Living in poverty has made me realize that there are a great deal of students who have no idea what it's like to receive support from different programs; whether it's a work study program or getting a Thanksgiving dinner from a local church. And while I have learned to save money and take up things like extreme couponing (which I am very good at), it has also lead me down a path I'm not so proud of. I have gone on dates with men for money, had sexual relations with a plethora of guys via Skype, and briefly dated a man more than twice my age to reap the benefits (which included new clothes and a $200 gas gift card). It seemed like something I would never do and wouldn't even consider, but when I was desperate for money it was much faster to strip on camera for cash than it was to wait for a paycheck.What I'm finding now more than ever is that despite working every day of the week, missing holidays with my family and skipping breaks, I am still coming up short. I save money as much as I can and budget my spending, but I am always in the red. And what it really comes down to is simple - I cannot afford to go to RIT. I get the maximum amount of loans and grants that I can and I work thirteen jobs, and still go to class trying my hardest. If my wage was increased even by a little, or my stipends raised to a reasonable amount, I wouldn't have had to move out of my apartment (soon to be for the second time), I wouldn't have to skip extremely necessary doctors appointments to avoid co-pays and fees my insurance doesn't cover, and I wouldn't have to look to older men to give me funding. 
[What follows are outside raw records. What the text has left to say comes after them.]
//! Console handler implementation

use parking_lot::Mutex;
use serde::{Deserialize, Serialize};
use std::io::{self, Write};
use std::sync::Arc;

use super::Rendering;
use crate::core::{fallback, Formatter, Handler, LogEntry, Result, TimestampFormat};

#[cfg(feature = "console")]
use colored::Colorize;

/// Standard stream a console handler writes to
#[derive(Debug, Clone, Copy, PartialEq, Eq, Default, Serialize, Deserialize)]
#[serde(rename_all = "lowercase")]
pub enum ConsoleTarget {
    #[default]
    Stdout,
    Stderr,
}

pub struct ConsoleHandler {
    rendering: Rendering,
    use_colors: bool,
    /// Serializes writes so concurrent lines never interleave
    writer: Mutex<Box<dyn Write + Send>>,
}

impl ConsoleHandler {
    pub fn new() -> Self {
        Self::with_target(ConsoleTarget::Stdout)
    }

    pub fn with_target(target: ConsoleTarget) -> Self {
        let writer: Box<dyn Write + Send> = match target {
            ConsoleTarget::Stdout => Box::new(io::stdout()),
            ConsoleTarget::Stderr => Box::new(io::stderr()),
        };
        Self::with_writer(writer).with_colors(true)
    }

    /// Write to an arbitrary sink instead of a standard stream. Colors start disabled.
    pub fn with_writer(writer: Box<dyn Write + Send>) -> Self {
        Self {
            rendering: Rendering::default(),
            use_colors: false,
            writer: Mutex::new(writer),
        }
    }

    #[must_use]
    pub fn with_colors(mut self, use_colors: bool) -> Self {
        self.use_colors = use_colors;
        self
    }

    #[must_use]
    pub fn with_formatter(mut self, formatter: Arc<dyn Formatter>) -> Self {
        let template = self.rendering.template().map(str::to_string);
        self.rendering = Rendering::new(formatter).with_template(template);
        self
    }

    #[must_use]
    pub fn with_template(mut self, template: impl Into<String>) -> Self {
        self.rendering = self.rendering.with_template(Some(template.into()));
        self
    }

    pub fn uses_colors(&self) -> bool {
        self.use_colors
    }

    /// `timestamp [LEVEL] logger: message`, used when the formatter fails
    fn raw_line(entry: &LogEntry) -> String {
        let mut line = format!(
            "{} [{}] {}: {}",
            TimestampFormat::default().format(&entry.timestamp),
            entry.level,
            entry.logger_name,
            entry.message
        );
        if let Some(ref exception) = entry.exception {
            line.push('\n');
            line.push_str(&exception.to_string());
        }
        line
    }

    #[cfg(feature = "console")]
    fn colorize(&self, line: String, entry: &LogEntry) -> String {
        if self.use_colors {
            line.color(entry.level.color_code()).to_string()
        } else {
            line
        }
    }

    #[cfg(not(feature = "console"))]
    fn colorize(&self, line: String, _entry: &LogEntry) -> String {
        line
    }
}

impl Default for ConsoleHandler {
    fn default() -> Self {
        Self::new()
    }
}

impl Handler for ConsoleHandler {
    fn handle(&self, entry: &LogEntry) -> Result<()> {
        let line = match self.rendering.render(entry) {
            Ok(line) => line,
            Err(e) => {
                fallback::report("handler 'console'", format!("formatting failed: {}", e));
                Self::raw_line(entry)
            }
        };
        let line = self.colorize(line, entry);

        let mut writer = self.writer.lock();
        writeln!(writer, "{}", line)?;
        Ok(())
    }

    fn flush(&self) -> Result<()> {
        self.writer.lock().flush()?;
        Ok(())
    }

    fn name(&self) -> &str {
        "console"
    }
}
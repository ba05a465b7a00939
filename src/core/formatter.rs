//! Formatter trait for rendering log entries

use super::{error::Result, log_entry::LogEntry};

/// Renders an entry into text
pub trait Formatter: Send + Sync {
    /// Render with the formatter's default template
    fn format(&self, entry: &LogEntry) -> Result<String>;

    /// Render with an explicit template (`{Timestamp[:pattern]}`, `{Level}`,
    /// `{LoggerName}`, `{Message}`, `{<property>}`)
    fn format_with_template(&self, entry: &LogEntry, template: &str) -> Result<String>;

    fn name(&self) -> &str;
}
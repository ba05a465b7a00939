//! Daily file handler with size-based rotation
//!
//! Entries go to `{directory}/{yyyy-MM-dd}.log`, dated by the entry's UTC timestamp.
//! Before each write, if the active file has reached `max_file_size`, backups are
//! renumbered (`.k` becomes `.k+1`, anything past `max_backup_count` is deleted), the
//! active file becomes `.1`, and writing continues in a fresh file.

use chrono::{DateTime, Utc};
use parking_lot::Mutex;
use std::fs::{self, File, OpenOptions};
use std::io::{BufWriter, ErrorKind, Write};
use std::path::{Path, PathBuf};
use std::sync::Arc;

use super::Rendering;
use crate::core::{fallback, Formatter, Handler, LogEntry, LoggerError, Result};

/// Default size at which the active file is rotated (10 MB)
pub const DEFAULT_MAX_FILE_SIZE: u64 = 10 * 1024 * 1024;

/// Default number of numbered backups kept per day
pub const DEFAULT_MAX_BACKUP_COUNT: usize = 5;

#[derive(Default)]
struct ActiveFile {
    path: Option<PathBuf>,
    writer: Option<BufWriter<File>>,
    size: u64,
}

pub struct FileHandler {
    directory: PathBuf,
    max_file_size: u64,
    max_backup_count: usize,
    rendering: Rendering,
    state: Mutex<ActiveFile>,
}

impl FileHandler {
    /// Create a handler writing into `directory`, creating it if needed
    ///
    /// # Errors
    ///
    /// Returns error if `max_file_size` is zero or the directory cannot be created
    pub fn new(
        directory: impl Into<PathBuf>,
        max_file_size: u64,
        max_backup_count: usize,
    ) -> Result<Self> {
        let directory = directory.into();
        if max_file_size == 0 {
            return Err(LoggerError::config("FileHandler", "MaxFileSize must be greater than zero"));
        }

        fs::create_dir_all(&directory).map_err(|e| {
            LoggerError::io_operation(
                "create log directory",
                format!("Failed to create directory '{}'", directory.display()),
                e,
            )
        })?;

        Ok(Self {
            directory,
            max_file_size,
            max_backup_count,
            rendering: Rendering::default(),
            state: Mutex::new(ActiveFile::default()),
        })
    }

    /// Handler with the default size limit and backup count
    pub fn in_directory(directory: impl Into<PathBuf>) -> Result<Self> {
        Self::new(directory, DEFAULT_MAX_FILE_SIZE, DEFAULT_MAX_BACKUP_COUNT)
    }

    #[must_use]
    pub fn with_formatter(mut self, formatter: Arc<dyn Formatter>) -> Self {
        let template = self.rendering.template().map(str::to_string);
        self.rendering = Rendering::new(formatter).with_template(template);
        self
    }

    #[must_use]
    pub fn with_template(mut self, template: impl Into<String>) -> Self {
        // FileHandler implements Drop, so the rendering cannot be moved out
        let rendering = std::mem::take(&mut self.rendering);
        self.rendering = rendering.with_template(Some(template.into()));
        self
    }

    pub fn directory(&self) -> &Path {
        &self.directory
    }

    pub fn max_file_size(&self) -> u64 {
        self.max_file_size
    }

    pub fn max_backup_count(&self) -> usize {
        self.max_backup_count
    }

    /// Daily file an entry stamped at `timestamp` belongs to
    pub fn path_for(&self, timestamp: &DateTime<Utc>) -> PathBuf {
        self.directory.join(format!("{}.log", timestamp.format("%Y-%m-%d")))
    }

    /// Path of backup number `index` for the daily file at `path`
    pub fn backup_path(path: &Path, index: usize) -> PathBuf {
        let mut backup = path.to_path_buf();
        let filename = path.file_name().and_then(|n| n.to_str()).unwrap_or("app.log");
        backup.set_file_name(format!("{}.{}", filename, index));
        backup
    }

    fn write_entry(&self, entry: &LogEntry) -> Result<()> {
        let mut line = self.rendering.render(entry)?;
        line.push('\n');
        let path = self.path_for(&entry.timestamp);

        let mut state = self.state.lock();
        if state.path.as_deref() != Some(path.as_path()) || state.writer.is_none() {
            Self::open(&mut state, &path)?;
        }
        if state.size >= self.max_file_size {
            self.rotate(&mut state, &path)?;
        }

        let target = path.display().to_string();
        let writer = state
            .writer
            .as_mut()
            .ok_or_else(|| LoggerError::file_handler(&target, "writer not initialized"))?;
        let written = writer.write_all(line.as_bytes()).and_then(|()| writer.flush());
        written.map_err(|e| {
            LoggerError::file_handler(target, format!("Failed to write log entry: {}", e))
        })?;
        state.size += line.len() as u64;
        Ok(())
    }

    fn open(state: &mut ActiveFile, path: &Path) -> Result<()> {
        if let Some(mut writer) = state.writer.take() {
            // best effort; the previous day's file is done
            let _ = writer.flush();
        }

        let target = path.display().to_string();
        let file = OpenOptions::new()
            .create(true)
            .append(true)
            .open(path)
            .map_err(|e| LoggerError::file_handler(&target, format!("Failed to open: {}", e)))?;
        let size = file
            .metadata()
            .map_err(|e| {
                LoggerError::file_handler(&target, format!("Cannot access file metadata: {}", e))
            })?
            .len();

        state.path = Some(path.to_path_buf());
        state.writer = Some(BufWriter::new(file));
        state.size = size;
        Ok(())
    }

    fn rotate(&self, state: &mut ActiveFile, path: &Path) -> Result<()> {
        if let Some(mut writer) = state.writer.take() {
            writer.flush().map_err(|e| {
                LoggerError::file_rotation(
                    path.display().to_string(),
                    format!("Failed to flush before rotation: {}", e),
                )
            })?;
        }

        if self.max_backup_count == 0 {
            remove_if_exists(path)?;
        } else {
            remove_if_exists(&Self::backup_path(path, self.max_backup_count))?;

            for i in (1..self.max_backup_count).rev() {
                let old_path = Self::backup_path(path, i);
                if old_path.exists() {
                    let new_path = Self::backup_path(path, i + 1);
                    fs::rename(&old_path, &new_path).map_err(|e| {
                        LoggerError::file_rotation(
                            old_path.display().to_string(),
                            format!("Failed to rotate backup files: {}", e),
                        )
                    })?;
                }
            }

            if path.exists() {
                fs::rename(path, Self::backup_path(path, 1)).map_err(|e| {
                    LoggerError::file_rotation(
                        path.display().to_string(),
                        format!("Failed to rotate current log file: {}", e),
                    )
                })?;
            }
        }

        Self::open(state, path)
    }
}

fn remove_if_exists(path: &Path) -> Result<()> {
    match fs::remove_file(path) {
        Ok(()) => Ok(()),
        Err(e) if e.kind() == ErrorKind::NotFound => Ok(()),
        Err(e) => Err(LoggerError::file_rotation(
            path.display().to_string(),
            format!("Failed to remove old backup: {}", e),
        )),
    }
}

impl Handler for FileHandler {
    /// Failures are reported to the fallback sink and never returned
    fn handle(&self, entry: &LogEntry) -> Result<()> {
        if let Err(e) = self.write_entry(entry) {
            fallback::report("handler 'file'", e);
        }
        Ok(())
    }

    fn flush(&self) -> Result<()> {
        let mut state = self.state.lock();
        if let Some(ref mut writer) = state.writer {
            if let Err(e) = writer.flush() {
                fallback::report("handler 'file'", format!("Failed to flush: {}", e));
            }
        }
        Ok(())
    }

    fn name(&self) -> &str {
        "file"
    }
}

impl Drop for FileHandler {
    fn drop(&mut self) {
        if let Some(mut writer) = self.state.get_mut().writer.take() {
            let _ = writer.flush();
        }
    }
}
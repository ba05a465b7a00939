//! Core logger types and traits

pub mod configuration;
pub mod error;
pub mod factory;
pub mod fallback;
pub mod filter;
pub mod formatter;
pub mod handler;
pub mod log_context;
pub mod log_entry;
pub mod log_level;
pub mod logger;
pub mod message_template;
pub mod metrics;
pub mod properties;
pub mod timestamp;

pub use configuration::LoggerConfiguration;
pub use error::{LoggerError, Result};
pub use factory::{LoggerFactory, LoggerProvider};
pub use fallback::{FallbackCollector, FallbackReport};
pub use filter::Filter;
pub use formatter::Formatter;
pub use handler::Handler;
pub use log_context::{ContextSnapshot, LogContext, LogContextGuard};
pub use log_entry::{ExceptionInfo, LogEntry};
pub use log_level::LogLevel;
pub use logger::{Logger, ScopeGuard, ScopeState, SCOPE_PROPERTY};
pub use metrics::LoggerMetrics;
pub use properties::{format_properties, properties, FieldValue, Properties};
pub use timestamp::{TimestampFormat, DEFAULT_TIMESTAMP_PATTERN};
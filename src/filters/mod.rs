//! Filter implementations

pub mod category;
pub mod level;
pub mod time;

pub use category::CategoryFilter;
pub use level::LevelFilter;
pub use time::TimeFilter;
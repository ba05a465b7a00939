//! Shared logger configuration
//!
//! A `LoggerConfiguration` is shared (behind `Arc`) by a factory and every logger it
//! creates. Loggers read the global minimum level live on each call, but copy the
//! handler and filter lists once, when they are constructed.

use parking_lot::RwLock;
use std::collections::HashMap;
use std::fmt;
use std::sync::Arc;

use super::error::{LoggerError, Result};
use super::filter::Filter;
use super::handler::Handler;
use super::log_level::LogLevel;

pub struct LoggerConfiguration {
    minimum_level: RwLock<LogLevel>,
    category_levels: RwLock<HashMap<String, LogLevel>>,
    handlers: RwLock<Vec<Arc<dyn Handler>>>,
    filters: RwLock<Vec<Arc<dyn Filter>>>,
}

impl LoggerConfiguration {
    #[must_use]
    pub fn new() -> Self {
        Self {
            minimum_level: RwLock::new(LogLevel::Info),
            category_levels: RwLock::new(HashMap::new()),
            handlers: RwLock::new(Vec::new()),
            filters: RwLock::new(Vec::new()),
        }
    }

    /// Set the global minimum level
    #[must_use = "builder methods return a new value"]
    pub fn with_minimum_level(self, level: LogLevel) -> Self {
        self.set_minimum_level(level);
        self
    }

    /// Append a handler
    #[must_use = "builder methods return a new value"]
    pub fn with_handler<H: Handler + 'static>(self, handler: H) -> Self {
        self.add_handler(Arc::new(handler));
        self
    }

    /// Append a filter
    #[must_use = "builder methods return a new value"]
    pub fn with_filter<F: Filter + 'static>(self, filter: F) -> Self {
        self.add_filter(Arc::new(filter));
        self
    }

    /// Wrap for sharing with a factory
    #[must_use]
    pub fn shared(self) -> Arc<Self> {
        Arc::new(self)
    }

    pub fn minimum_level(&self) -> LogLevel {
        *self.minimum_level.read()
    }

    pub fn set_minimum_level(&self, level: LogLevel) {
        *self.minimum_level.write() = level;
    }

    /// Record a per-category level
    ///
    /// The value is kept and reported by [`category_level`](Self::category_level), but
    /// loggers only consult the global minimum level when deciding whether to dispatch.
    pub fn set_category_level(&self, category: impl Into<String>, level: LogLevel) {
        self.category_levels.write().insert(category.into(), level);
    }

    pub fn category_level(&self, category: &str) -> Option<LogLevel> {
        self.category_levels.read().get(category).copied()
    }

    pub fn category_levels(&self) -> HashMap<String, LogLevel> {
        self.category_levels.read().clone()
    }

    pub fn add_handler(&self, handler: Arc<dyn Handler>) {
        self.handlers.write().push(handler);
    }

    /// Remove the first handler registered under `name`
    pub fn remove_handler(&self, name: &str) -> Result<Arc<dyn Handler>> {
        let mut handlers = self.handlers.write();
        let index = handlers
            .iter()
            .position(|h| h.name() == name)
            .ok_or_else(|| LoggerError::not_found("handler", name))?;
        Ok(handlers.remove(index))
    }

    pub fn add_filter(&self, filter: Arc<dyn Filter>) {
        self.filters.write().push(filter);
    }

    /// Remove the first filter registered under `name`
    pub fn remove_filter(&self, name: &str) -> Result<Arc<dyn Filter>> {
        let mut filters = self.filters.write();
        let index = filters
            .iter()
            .position(|f| f.name() == name)
            .ok_or_else(|| LoggerError::not_found("filter", name))?;
        Ok(filters.remove(index))
    }

    /// Snapshot of the handler list in registration order
    pub fn handlers(&self) -> Vec<Arc<dyn Handler>> {
        self.handlers.read().clone()
    }

    /// Snapshot of the filter list in registration order
    pub fn filters(&self) -> Vec<Arc<dyn Filter>> {
        self.filters.read().clone()
    }
}

impl Default for LoggerConfiguration {
    fn default() -> Self {
        Self::new()
    }
}

impl fmt::Debug for LoggerConfiguration {
    fn fmt(&self, f: &mut fmt::Formatter<'_>) -> fmt::Result {
        let handlers: Vec<String> =
            self.handlers.read().iter().map(|h| h.name().to_string()).collect();
        let filters: Vec<String> =
            self.filters.read().iter().map(|x| x.name().to_string()).collect();
        f.debug_struct("LoggerConfiguration")
            .field("minimum_level", &self.minimum_level())
            .field("category_levels", &*self.category_levels.read())
            .field("handlers", &handlers)
            .field("filters", &filters)
            .finish()
    }
}
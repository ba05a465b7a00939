//! JSON formatter
//!
//! Every entry becomes one object with a fixed schema:
//!
//! ```json
//! {"timestamp":"2025-01-08T10:30:45.123Z","level":"ERROR","loggerName":"Telegram.Core",
//!  "message":"Send failed","exception":null,"properties":{"ChatId":42}}
//! ```

use serde::{Deserialize, Serialize};

use crate::core::{Formatter, LogEntry, LogLevel, LoggerError, Properties, Result, TimestampFormat};

/// Serialized shape of one entry; also used to read the output back
#[derive(Debug, Clone, PartialEq, Serialize, Deserialize)]
#[serde(rename_all = "camelCase")]
pub struct JsonRecord {
    pub timestamp: String,
    pub level: LogLevel,
    pub logger_name: String,
    pub message: String,
    pub exception: Option<String>,
    pub properties: Properties,
}

impl JsonRecord {
    pub fn from_entry(entry: &LogEntry) -> Self {
        Self {
            timestamp: TimestampFormat::Rfc3339Millis.format(&entry.timestamp),
            level: entry.level,
            logger_name: entry.logger_name.clone(),
            message: entry.message.clone(),
            exception: entry.exception.as_ref().map(ToString::to_string),
            properties: entry.properties.clone(),
        }
    }

    /// Parse one line of formatter output
    pub fn parse(line: &str) -> Result<Self> {
        Ok(serde_json::from_str(line)?)
    }
}

#[derive(Debug, Clone, Default)]
pub struct JsonFormatter {
    pretty: bool,
}

impl JsonFormatter {
    pub fn new() -> Self {
        Self::default()
    }

    /// Multi-line indented output
    pub fn pretty() -> Self {
        Self { pretty: true }
    }
}

impl Formatter for JsonFormatter {
    fn format(&self, entry: &LogEntry) -> Result<String> {
        let record = JsonRecord::from_entry(entry);
        let output = if self.pretty {
            serde_json::to_string_pretty(&record)
        } else {
            serde_json::to_string(&record)
        };
        output.map_err(|e| LoggerError::formatter("json", e.to_string()))
    }

    /// The schema is fixed; `template` is ignored.
    fn format_with_template(&self, entry: &LogEntry, _template: &str) -> Result<String> {
        self.format(entry)
    }

    fn name(&self) -> &str {
        "json"
    }
}
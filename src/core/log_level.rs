//! Log level definitions

use serde::{Deserialize, Deserializer, Serialize, Serializer};
use std::fmt;
use std::str::FromStr;

use super::error::LoggerError;

#[derive(Debug, Clone, Copy, PartialEq, Eq, PartialOrd, Ord, Hash, Default)]
pub enum LogLevel {
    Trace = 0,
    Debug = 1,
    #[default]
    Info = 2,
    Warning = 3,
    Error = 4,
    Critical = 5,
}

impl LogLevel {
    /// All levels, least severe first.
    pub const ALL: [LogLevel; 6] = [
        LogLevel::Trace,
        LogLevel::Debug,
        LogLevel::Info,
        LogLevel::Warning,
        LogLevel::Error,
        LogLevel::Critical,
    ];

    pub fn to_str(&self) -> &'static str {
        match self {
            LogLevel::Trace => "TRACE",
            LogLevel::Debug => "DEBUG",
            LogLevel::Info => "INFO",
            LogLevel::Warning => "WARNING",
            LogLevel::Error => "ERROR",
            LogLevel::Critical => "CRITICAL",
        }
    }

    #[cfg(feature = "console")]
    pub fn color_code(&self) -> colored::Color {
        use colored::Color::*;
        match self {
            LogLevel::Trace => BrightBlack,
            LogLevel::Debug => Blue,
            LogLevel::Info => Green,
            LogLevel::Warning => Yellow,
            LogLevel::Error => Red,
            LogLevel::Critical => BrightMagenta,
        }
    }
}

impl fmt::Display for LogLevel {
    fn fmt(&self, f: &mut fmt::Formatter<'_>) -> fmt::Result {
        f.pad(self.to_str())
    }
}

impl FromStr for LogLevel {
    type Err = LoggerError;

    fn from_str(s: &str) -> Result<Self, Self::Err> {
        match s.trim().to_uppercase().as_str() {
            "TRACE" => Ok(LogLevel::Trace),
            "DEBUG" => Ok(LogLevel::Debug),
            "INFO" | "INFORMATION" => Ok(LogLevel::Info),
            "WARN" | "WARNING" => Ok(LogLevel::Warning),
            "ERROR" => Ok(LogLevel::Error),
            "CRITICAL" | "FATAL" => Ok(LogLevel::Critical),
            _ => Err(LoggerError::InvalidLevel(s.to_string())),
        }
    }
}

// Levels travel as their names so configuration files can say "Information" or "Warning".
impl Serialize for LogLevel {
    fn serialize<S: Serializer>(&self, serializer: S) -> Result<S::Ok, S::Error> {
        serializer.serialize_str(self.to_str())
    }
}

impl<'de> Deserialize<'de> for LogLevel {
    fn deserialize<D: Deserializer<'de>>(deserializer: D) -> Result<Self, D::Error> {
        let name = String::deserialize(deserializer)?;
        name.parse().map_err(serde::de::Error::custom)
    }
}
//! Filter trait gating which entries reach the handlers

use super::log_entry::LogEntry;

/// Pure predicate over a log entry
pub trait Filter: Send + Sync {
    fn is_enabled(&self, entry: &LogEntry) -> bool;

    fn name(&self) -> &str;
}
Every friend group has that one person who grew up getting free lunches from school or got donations from the church or gets better financial aid. These are the people that lose a lot of help once they go to college and are considered adults. Then their family, who couldn't afford school lunch of Christmas gifts, is suddenly expected to cover grand expenses. And unfortunately the parents of these kids can't give much more than emotional support, leaving the college student to fend for themselves; affecting their social lives, mental health and academic success.